Work instructions
Read the listing below and copy out each line where the word "ModelResponse" occurs.

Information provided
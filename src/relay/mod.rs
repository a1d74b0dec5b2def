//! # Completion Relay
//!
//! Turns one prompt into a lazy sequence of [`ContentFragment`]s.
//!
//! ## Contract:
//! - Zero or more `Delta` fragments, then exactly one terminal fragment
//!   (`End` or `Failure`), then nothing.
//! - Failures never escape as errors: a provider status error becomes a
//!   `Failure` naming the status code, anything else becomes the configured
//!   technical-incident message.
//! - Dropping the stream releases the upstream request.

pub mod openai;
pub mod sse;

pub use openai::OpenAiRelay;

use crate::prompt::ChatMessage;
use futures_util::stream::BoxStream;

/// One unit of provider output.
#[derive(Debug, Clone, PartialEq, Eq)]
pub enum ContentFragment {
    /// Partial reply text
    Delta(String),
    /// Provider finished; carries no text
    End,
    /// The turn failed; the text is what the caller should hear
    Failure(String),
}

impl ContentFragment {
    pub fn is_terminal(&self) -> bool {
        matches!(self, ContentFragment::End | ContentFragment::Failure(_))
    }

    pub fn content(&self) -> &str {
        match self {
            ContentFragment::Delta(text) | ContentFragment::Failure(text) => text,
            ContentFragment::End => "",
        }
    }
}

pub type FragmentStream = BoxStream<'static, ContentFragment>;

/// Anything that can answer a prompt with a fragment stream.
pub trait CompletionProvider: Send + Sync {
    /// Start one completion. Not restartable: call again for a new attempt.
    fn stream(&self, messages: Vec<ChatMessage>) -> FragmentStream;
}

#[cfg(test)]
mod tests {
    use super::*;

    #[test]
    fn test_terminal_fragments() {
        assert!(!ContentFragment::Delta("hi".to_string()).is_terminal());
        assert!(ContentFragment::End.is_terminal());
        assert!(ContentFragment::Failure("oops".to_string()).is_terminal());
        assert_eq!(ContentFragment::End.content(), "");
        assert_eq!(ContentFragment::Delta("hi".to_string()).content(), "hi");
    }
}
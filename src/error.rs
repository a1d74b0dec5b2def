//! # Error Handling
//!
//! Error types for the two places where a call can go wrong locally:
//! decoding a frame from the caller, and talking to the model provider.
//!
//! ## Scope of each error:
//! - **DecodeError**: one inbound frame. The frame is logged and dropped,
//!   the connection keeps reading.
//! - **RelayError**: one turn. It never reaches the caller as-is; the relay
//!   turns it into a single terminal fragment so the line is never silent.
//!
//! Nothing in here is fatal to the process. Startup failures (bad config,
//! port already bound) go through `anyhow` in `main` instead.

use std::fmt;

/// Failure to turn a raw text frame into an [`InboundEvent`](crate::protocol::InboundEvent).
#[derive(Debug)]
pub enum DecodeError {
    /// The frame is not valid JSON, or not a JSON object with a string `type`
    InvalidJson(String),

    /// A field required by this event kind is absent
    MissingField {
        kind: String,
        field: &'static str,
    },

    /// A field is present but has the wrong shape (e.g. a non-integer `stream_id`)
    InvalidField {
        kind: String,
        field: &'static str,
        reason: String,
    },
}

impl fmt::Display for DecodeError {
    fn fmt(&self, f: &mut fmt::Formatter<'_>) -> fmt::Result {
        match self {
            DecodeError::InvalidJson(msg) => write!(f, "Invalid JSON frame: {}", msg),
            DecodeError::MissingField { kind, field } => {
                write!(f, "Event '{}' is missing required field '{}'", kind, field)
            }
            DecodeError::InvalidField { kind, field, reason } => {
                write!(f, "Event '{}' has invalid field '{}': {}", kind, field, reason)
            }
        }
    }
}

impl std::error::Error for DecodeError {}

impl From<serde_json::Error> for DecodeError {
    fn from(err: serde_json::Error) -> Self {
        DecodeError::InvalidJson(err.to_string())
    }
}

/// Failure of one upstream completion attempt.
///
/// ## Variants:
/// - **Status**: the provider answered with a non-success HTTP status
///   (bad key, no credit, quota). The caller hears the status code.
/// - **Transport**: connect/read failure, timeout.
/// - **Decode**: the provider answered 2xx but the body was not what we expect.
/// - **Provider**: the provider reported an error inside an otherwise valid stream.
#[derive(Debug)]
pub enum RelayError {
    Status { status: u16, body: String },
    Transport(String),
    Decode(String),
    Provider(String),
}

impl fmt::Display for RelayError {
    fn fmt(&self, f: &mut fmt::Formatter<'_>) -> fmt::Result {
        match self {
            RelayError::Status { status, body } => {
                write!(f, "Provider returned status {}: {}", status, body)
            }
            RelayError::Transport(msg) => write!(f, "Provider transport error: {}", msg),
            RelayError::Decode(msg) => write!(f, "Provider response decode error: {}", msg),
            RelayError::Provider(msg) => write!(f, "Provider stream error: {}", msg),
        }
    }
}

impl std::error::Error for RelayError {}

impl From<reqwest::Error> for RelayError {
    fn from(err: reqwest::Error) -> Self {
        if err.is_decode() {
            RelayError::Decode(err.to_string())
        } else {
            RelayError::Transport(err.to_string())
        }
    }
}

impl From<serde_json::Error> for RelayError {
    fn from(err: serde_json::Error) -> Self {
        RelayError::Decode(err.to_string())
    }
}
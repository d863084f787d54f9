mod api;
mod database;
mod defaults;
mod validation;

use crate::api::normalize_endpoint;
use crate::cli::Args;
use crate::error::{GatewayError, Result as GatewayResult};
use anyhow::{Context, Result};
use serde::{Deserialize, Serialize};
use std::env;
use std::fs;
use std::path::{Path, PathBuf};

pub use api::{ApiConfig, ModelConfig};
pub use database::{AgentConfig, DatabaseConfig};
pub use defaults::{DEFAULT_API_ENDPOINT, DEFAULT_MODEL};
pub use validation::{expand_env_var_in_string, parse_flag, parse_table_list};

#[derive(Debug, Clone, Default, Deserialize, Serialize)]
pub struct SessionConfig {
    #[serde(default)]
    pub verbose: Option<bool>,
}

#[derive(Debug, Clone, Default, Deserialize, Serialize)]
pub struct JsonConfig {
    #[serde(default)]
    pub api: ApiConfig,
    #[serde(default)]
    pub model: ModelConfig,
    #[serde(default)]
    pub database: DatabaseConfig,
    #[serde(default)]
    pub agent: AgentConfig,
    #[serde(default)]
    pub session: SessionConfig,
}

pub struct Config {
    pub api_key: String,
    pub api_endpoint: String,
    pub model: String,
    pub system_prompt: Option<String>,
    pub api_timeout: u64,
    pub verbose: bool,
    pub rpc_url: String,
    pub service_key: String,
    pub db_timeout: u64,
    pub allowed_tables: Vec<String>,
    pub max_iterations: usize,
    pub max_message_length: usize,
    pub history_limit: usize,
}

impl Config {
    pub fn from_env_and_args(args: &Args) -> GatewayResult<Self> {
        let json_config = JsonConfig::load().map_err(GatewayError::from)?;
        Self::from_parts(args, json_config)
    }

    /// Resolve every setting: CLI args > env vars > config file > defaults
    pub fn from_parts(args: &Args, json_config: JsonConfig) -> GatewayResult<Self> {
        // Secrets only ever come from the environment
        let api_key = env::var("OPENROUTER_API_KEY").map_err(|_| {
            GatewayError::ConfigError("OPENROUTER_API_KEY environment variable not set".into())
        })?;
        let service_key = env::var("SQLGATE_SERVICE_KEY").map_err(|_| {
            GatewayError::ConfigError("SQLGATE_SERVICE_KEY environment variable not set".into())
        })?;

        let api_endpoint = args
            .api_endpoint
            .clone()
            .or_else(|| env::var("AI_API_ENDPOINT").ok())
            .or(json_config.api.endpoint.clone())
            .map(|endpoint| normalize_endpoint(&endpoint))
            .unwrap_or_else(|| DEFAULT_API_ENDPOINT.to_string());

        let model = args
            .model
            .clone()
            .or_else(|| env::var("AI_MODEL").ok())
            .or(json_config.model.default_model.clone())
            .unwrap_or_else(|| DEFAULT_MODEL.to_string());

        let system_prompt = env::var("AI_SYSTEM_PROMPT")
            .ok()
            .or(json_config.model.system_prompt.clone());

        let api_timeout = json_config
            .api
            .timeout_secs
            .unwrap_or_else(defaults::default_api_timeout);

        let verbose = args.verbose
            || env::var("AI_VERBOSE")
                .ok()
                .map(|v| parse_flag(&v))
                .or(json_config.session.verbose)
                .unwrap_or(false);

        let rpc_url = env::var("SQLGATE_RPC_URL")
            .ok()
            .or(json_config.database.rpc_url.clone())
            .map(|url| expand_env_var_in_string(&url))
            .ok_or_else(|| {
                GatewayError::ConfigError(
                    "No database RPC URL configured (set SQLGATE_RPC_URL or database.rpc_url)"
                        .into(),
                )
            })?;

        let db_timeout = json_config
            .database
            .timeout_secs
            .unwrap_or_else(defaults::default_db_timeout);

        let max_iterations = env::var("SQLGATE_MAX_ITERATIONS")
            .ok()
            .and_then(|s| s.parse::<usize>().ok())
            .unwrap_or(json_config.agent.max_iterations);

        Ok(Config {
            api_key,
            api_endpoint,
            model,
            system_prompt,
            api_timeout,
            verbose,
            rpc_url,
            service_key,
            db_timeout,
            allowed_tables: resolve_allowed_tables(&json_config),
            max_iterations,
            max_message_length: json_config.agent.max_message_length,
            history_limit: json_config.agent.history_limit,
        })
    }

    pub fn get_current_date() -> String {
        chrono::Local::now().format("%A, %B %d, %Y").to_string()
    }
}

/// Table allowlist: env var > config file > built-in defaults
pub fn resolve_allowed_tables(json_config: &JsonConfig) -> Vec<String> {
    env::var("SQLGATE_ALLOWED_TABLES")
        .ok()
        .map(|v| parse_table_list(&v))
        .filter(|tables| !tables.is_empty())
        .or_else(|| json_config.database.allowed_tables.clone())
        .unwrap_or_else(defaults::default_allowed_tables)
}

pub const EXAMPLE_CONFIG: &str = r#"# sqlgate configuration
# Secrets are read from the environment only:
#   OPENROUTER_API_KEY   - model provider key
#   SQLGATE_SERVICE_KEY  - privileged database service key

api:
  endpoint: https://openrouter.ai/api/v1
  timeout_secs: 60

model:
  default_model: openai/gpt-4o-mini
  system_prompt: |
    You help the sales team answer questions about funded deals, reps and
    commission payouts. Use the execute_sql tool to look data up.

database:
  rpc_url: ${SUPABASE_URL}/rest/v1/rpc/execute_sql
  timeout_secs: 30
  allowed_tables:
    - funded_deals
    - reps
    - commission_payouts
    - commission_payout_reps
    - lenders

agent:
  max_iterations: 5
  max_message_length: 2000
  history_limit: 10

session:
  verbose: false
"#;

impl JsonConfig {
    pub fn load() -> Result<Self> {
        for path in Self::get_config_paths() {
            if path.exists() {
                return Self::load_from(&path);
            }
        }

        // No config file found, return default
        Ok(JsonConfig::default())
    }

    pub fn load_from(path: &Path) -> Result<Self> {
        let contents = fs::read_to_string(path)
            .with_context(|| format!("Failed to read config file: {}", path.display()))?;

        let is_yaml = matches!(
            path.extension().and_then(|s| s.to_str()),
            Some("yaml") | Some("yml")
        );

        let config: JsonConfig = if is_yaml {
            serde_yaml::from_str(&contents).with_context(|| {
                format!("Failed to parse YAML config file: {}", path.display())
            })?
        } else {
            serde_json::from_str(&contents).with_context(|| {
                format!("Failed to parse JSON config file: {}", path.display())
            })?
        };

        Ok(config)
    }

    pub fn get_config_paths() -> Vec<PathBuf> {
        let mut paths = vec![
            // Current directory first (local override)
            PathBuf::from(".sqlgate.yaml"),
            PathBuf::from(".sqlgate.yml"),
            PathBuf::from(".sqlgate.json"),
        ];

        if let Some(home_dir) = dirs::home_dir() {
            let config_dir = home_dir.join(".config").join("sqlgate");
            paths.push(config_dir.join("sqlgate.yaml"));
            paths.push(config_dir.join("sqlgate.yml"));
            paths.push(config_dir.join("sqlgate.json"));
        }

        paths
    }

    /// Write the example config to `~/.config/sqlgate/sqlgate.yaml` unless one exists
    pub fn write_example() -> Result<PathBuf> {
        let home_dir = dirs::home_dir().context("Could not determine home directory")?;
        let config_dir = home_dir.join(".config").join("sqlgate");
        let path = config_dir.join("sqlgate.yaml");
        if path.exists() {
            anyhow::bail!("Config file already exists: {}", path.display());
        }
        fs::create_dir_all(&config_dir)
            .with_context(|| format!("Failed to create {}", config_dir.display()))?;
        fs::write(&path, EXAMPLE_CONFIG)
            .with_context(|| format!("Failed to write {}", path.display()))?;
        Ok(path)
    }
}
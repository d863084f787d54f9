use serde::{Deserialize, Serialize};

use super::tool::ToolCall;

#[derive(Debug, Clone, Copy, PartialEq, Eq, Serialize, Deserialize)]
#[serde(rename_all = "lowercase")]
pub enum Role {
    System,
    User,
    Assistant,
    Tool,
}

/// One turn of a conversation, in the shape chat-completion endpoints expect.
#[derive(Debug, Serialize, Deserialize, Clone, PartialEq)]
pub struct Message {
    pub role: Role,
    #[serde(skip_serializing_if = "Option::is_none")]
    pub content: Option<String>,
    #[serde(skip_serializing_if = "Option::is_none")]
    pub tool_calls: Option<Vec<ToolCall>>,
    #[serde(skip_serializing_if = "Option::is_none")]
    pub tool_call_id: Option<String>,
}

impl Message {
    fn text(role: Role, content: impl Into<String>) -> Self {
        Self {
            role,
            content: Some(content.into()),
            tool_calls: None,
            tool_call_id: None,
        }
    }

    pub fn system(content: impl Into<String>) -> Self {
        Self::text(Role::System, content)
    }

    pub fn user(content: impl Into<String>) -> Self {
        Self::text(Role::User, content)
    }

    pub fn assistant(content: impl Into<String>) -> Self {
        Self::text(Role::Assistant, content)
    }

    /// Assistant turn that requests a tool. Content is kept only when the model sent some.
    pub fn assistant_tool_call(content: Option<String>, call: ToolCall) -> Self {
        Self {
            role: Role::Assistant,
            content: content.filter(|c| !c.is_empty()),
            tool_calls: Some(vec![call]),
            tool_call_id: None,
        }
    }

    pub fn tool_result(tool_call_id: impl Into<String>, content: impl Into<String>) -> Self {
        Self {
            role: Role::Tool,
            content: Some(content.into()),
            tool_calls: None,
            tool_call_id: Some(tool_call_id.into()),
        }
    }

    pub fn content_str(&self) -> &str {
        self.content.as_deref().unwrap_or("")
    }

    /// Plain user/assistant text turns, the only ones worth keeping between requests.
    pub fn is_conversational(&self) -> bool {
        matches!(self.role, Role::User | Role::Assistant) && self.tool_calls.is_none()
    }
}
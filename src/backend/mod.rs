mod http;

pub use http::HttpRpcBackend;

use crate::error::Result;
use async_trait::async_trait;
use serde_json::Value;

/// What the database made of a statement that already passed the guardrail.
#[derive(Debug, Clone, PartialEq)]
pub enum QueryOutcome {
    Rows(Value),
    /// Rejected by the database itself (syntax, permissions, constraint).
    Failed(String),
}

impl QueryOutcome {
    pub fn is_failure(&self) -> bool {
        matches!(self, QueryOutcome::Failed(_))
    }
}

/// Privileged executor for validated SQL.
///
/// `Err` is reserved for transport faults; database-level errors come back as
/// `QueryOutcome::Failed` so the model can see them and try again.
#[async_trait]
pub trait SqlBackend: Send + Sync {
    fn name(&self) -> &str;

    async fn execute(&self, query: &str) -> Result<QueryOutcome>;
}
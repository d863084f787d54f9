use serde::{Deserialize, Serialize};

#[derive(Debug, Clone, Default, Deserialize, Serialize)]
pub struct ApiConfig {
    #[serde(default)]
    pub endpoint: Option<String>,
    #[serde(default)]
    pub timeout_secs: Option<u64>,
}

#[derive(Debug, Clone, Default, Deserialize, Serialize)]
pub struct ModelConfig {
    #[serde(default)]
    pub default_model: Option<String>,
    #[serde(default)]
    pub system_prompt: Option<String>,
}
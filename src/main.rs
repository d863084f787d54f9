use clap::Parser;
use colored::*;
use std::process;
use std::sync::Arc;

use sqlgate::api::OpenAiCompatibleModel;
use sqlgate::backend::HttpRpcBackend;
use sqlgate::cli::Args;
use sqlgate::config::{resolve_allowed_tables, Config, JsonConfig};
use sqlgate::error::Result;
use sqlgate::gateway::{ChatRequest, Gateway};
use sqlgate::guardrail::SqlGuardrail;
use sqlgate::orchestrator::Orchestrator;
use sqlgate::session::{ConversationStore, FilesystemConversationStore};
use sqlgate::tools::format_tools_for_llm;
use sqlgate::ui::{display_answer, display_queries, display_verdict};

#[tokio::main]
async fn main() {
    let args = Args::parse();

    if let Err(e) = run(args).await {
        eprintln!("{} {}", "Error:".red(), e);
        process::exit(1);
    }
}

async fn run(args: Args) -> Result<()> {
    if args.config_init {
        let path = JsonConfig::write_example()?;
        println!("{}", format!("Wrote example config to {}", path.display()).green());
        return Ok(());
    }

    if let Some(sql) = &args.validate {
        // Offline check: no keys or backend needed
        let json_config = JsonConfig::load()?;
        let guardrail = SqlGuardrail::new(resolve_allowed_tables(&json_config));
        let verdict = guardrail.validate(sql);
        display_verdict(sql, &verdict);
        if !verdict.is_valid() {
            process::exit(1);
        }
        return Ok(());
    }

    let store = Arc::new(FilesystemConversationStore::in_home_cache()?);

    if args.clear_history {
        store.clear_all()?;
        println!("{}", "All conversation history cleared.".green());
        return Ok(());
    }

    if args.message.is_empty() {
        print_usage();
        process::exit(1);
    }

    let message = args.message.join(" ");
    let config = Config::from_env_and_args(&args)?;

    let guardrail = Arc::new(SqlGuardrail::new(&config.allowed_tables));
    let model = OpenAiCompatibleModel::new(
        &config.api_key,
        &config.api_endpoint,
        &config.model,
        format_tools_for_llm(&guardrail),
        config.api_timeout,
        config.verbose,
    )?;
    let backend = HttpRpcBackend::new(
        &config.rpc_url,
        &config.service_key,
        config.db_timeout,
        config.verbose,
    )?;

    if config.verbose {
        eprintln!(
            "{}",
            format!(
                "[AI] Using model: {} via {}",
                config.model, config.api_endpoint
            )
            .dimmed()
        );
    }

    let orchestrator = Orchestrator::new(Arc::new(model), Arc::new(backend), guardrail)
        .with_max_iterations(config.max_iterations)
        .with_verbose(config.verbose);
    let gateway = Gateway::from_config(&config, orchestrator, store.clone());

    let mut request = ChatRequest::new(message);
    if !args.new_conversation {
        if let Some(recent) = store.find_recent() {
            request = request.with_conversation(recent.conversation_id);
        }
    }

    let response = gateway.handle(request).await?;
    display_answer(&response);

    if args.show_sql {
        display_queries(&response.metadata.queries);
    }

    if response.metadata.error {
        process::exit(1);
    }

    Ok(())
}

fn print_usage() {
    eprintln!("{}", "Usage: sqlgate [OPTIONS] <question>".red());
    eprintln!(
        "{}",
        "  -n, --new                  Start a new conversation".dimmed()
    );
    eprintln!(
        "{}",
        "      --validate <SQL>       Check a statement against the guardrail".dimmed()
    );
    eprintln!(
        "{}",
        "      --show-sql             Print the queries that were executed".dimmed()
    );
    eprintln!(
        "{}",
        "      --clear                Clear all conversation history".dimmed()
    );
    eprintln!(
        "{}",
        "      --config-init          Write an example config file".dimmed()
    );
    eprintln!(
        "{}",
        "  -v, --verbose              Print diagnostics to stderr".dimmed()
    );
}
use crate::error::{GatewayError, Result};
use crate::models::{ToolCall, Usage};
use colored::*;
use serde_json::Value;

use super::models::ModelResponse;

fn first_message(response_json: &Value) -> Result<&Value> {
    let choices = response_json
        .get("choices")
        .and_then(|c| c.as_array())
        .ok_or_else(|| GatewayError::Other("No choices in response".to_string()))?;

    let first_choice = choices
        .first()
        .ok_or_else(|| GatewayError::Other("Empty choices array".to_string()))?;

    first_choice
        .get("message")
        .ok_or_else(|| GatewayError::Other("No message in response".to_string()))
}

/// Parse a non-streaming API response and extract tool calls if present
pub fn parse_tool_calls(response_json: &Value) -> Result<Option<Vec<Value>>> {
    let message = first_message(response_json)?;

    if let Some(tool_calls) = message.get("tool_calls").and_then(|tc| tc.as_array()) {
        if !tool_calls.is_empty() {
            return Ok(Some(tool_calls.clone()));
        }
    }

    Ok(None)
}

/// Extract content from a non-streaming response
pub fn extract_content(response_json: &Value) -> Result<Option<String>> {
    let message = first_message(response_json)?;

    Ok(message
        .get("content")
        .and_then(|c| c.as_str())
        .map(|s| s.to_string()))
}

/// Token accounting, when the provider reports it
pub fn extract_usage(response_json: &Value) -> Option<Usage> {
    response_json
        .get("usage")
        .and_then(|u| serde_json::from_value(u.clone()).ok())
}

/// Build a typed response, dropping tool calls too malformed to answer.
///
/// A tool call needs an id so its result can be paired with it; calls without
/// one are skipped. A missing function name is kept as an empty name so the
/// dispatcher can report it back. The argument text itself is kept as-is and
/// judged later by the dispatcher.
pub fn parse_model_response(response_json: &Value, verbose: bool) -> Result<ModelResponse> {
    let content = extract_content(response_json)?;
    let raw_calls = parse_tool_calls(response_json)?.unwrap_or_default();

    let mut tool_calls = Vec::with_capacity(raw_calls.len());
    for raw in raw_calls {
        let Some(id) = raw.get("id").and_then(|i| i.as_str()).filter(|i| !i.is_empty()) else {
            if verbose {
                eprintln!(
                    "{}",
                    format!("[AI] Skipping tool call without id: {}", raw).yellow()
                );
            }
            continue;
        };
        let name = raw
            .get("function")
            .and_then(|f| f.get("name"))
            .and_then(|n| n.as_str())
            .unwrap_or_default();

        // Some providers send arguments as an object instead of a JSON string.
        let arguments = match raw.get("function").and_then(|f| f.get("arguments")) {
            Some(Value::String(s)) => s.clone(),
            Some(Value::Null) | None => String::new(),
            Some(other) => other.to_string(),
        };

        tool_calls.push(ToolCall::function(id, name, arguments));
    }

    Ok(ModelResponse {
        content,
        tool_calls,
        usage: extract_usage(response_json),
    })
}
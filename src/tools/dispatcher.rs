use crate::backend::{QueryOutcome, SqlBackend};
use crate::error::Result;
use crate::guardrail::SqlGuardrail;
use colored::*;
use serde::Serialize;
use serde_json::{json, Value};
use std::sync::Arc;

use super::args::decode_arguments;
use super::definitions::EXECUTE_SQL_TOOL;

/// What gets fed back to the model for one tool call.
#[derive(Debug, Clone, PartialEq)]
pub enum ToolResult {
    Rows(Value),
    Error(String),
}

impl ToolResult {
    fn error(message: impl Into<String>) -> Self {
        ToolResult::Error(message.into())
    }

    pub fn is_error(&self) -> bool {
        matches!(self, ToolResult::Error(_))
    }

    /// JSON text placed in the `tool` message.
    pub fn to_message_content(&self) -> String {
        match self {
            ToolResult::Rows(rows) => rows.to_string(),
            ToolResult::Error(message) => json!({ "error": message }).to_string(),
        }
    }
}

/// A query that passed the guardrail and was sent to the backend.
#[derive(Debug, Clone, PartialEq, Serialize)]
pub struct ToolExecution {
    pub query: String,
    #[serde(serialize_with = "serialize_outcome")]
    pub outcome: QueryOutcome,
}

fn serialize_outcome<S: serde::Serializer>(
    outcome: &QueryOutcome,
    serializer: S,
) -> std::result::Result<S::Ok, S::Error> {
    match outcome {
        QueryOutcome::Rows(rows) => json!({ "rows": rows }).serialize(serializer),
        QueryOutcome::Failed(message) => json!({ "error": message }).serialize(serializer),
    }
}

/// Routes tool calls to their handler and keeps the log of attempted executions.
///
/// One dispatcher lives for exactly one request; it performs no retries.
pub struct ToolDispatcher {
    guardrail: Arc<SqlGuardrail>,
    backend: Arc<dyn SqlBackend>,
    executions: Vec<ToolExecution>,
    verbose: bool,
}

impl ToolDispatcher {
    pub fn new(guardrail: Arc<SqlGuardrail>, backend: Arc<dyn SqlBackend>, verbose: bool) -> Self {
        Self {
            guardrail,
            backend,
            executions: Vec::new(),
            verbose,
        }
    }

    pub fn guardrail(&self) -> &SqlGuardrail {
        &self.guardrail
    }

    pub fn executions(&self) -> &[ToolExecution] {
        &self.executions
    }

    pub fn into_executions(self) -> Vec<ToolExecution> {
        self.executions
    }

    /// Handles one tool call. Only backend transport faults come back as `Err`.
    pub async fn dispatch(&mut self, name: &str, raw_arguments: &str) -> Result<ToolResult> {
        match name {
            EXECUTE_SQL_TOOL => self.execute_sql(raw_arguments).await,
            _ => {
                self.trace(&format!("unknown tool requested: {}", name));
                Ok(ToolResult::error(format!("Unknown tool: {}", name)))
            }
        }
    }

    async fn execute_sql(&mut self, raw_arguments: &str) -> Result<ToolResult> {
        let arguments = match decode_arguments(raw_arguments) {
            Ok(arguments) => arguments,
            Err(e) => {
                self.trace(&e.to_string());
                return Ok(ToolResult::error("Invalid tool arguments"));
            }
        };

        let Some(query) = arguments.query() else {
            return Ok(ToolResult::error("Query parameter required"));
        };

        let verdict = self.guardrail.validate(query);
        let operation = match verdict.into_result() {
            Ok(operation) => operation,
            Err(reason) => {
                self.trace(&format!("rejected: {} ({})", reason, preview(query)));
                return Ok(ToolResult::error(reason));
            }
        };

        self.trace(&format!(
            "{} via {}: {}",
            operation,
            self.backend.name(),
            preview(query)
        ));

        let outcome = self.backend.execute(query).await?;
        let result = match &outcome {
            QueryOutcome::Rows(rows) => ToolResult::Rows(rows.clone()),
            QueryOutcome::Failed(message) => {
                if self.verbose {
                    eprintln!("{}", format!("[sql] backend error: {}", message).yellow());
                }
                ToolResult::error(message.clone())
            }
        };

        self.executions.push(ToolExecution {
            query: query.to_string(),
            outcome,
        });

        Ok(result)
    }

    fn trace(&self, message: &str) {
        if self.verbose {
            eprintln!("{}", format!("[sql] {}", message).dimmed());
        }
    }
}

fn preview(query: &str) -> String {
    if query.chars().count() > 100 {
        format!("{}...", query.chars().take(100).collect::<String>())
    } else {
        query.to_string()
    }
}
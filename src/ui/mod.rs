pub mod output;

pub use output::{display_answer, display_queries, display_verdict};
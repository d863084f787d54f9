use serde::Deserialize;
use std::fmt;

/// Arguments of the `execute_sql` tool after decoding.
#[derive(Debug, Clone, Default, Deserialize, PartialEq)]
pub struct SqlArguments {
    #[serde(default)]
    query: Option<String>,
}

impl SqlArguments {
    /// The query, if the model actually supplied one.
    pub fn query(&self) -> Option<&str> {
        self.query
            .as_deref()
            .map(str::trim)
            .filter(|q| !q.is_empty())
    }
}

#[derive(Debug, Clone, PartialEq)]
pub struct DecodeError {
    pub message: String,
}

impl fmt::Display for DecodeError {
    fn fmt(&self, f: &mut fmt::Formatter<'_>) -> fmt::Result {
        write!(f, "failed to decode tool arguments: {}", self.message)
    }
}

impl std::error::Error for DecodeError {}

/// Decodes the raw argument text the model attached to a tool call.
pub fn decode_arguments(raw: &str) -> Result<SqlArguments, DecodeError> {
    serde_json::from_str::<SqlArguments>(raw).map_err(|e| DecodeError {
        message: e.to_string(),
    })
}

Response for this exercise
use super::models::ModelResponse;
pub fn parse_model_response(response_json: &Value, verbose: bool) -> Result<ModelResponse> {
    Ok(ModelResponse {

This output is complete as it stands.